Try it
Set out exactly, line by line, the stretch of data below that begins at the line containing "assert_eq!(enriched.failed, 0);" and ends at the line containing "assert_eq!(enriched.videos[0].views, 10);", with both ends kept.
*** Records for the task
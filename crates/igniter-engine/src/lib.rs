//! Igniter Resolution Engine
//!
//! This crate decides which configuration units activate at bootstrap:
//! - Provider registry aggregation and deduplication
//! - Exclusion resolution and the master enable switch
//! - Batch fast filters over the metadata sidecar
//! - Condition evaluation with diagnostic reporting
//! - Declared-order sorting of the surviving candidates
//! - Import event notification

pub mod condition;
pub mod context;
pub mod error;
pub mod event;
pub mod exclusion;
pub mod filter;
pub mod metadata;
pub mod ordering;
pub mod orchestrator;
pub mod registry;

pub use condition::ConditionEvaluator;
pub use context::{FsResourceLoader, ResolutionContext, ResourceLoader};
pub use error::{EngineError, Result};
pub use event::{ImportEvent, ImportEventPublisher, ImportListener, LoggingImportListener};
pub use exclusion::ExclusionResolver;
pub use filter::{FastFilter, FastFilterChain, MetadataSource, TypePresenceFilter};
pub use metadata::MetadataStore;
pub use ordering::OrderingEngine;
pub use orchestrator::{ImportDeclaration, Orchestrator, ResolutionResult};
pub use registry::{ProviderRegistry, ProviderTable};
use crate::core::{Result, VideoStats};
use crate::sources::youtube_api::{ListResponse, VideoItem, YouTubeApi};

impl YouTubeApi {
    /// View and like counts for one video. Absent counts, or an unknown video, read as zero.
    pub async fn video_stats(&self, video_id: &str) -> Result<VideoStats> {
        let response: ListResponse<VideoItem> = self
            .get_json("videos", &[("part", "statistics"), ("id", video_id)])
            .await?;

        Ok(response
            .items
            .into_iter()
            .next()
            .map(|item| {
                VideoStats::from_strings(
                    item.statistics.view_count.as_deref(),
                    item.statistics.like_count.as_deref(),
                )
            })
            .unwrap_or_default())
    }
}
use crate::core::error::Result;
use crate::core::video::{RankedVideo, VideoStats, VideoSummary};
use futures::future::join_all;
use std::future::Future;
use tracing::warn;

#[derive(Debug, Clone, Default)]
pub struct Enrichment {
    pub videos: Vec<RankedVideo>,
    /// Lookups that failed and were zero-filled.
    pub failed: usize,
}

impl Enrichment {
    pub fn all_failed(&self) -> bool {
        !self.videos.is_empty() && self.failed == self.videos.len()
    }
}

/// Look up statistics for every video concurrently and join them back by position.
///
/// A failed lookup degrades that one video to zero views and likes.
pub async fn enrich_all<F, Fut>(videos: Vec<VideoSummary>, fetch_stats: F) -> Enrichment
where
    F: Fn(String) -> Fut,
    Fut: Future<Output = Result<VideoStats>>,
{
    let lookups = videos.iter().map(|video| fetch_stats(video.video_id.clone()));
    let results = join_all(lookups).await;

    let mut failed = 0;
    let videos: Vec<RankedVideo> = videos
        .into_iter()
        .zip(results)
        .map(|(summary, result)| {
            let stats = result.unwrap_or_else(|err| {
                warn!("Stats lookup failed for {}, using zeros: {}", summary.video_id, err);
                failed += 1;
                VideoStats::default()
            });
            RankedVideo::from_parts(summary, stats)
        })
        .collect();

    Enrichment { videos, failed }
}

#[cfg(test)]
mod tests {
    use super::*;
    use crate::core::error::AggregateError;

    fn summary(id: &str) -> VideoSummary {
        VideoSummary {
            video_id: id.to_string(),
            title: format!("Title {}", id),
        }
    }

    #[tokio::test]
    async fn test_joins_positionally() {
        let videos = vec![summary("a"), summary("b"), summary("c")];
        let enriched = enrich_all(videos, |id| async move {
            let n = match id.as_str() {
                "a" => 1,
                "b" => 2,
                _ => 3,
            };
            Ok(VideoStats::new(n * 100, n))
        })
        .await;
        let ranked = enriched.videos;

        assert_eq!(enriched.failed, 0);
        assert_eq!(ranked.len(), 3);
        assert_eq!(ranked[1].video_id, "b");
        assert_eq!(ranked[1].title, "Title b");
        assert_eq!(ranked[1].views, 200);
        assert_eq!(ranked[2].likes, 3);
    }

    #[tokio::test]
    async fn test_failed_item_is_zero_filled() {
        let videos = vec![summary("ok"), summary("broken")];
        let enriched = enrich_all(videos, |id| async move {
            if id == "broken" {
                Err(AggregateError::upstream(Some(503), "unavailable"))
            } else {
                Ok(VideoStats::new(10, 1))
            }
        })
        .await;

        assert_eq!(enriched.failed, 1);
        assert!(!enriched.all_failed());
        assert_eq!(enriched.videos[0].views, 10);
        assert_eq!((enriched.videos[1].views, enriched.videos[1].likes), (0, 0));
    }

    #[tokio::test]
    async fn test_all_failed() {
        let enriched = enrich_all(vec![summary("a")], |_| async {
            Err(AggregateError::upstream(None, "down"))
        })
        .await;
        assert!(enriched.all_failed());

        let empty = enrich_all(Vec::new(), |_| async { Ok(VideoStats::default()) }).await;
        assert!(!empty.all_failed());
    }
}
******
Exercise output
        assert_eq!(enriched.failed, 0);
        assert_eq!(ranked.len(), 3);
        assert_eq!(ranked[1].video_id, "b");
        assert_eq!(ranked[1].title, "Title b");
        assert_eq!(ranked[1].views, 200);
        assert_eq!(ranked[2].likes, 3);
    }

    #[tokio::test]
    async fn test_failed_item_is_zero_filled() {
        let videos = vec![summary("ok"), summary("broken")];
        let enriched = enrich_all(videos, |id| async move {
            if id == "broken" {
                Err(AggregateError::upstream(Some(503), "unavailable"))
            } else {
                Ok(VideoStats::new(10, 1))
            }
        })
        .await;

        assert_eq!(enriched.failed, 1);
        assert!(!enriched.all_failed());
        assert_eq!(enriched.videos[0].views, 10);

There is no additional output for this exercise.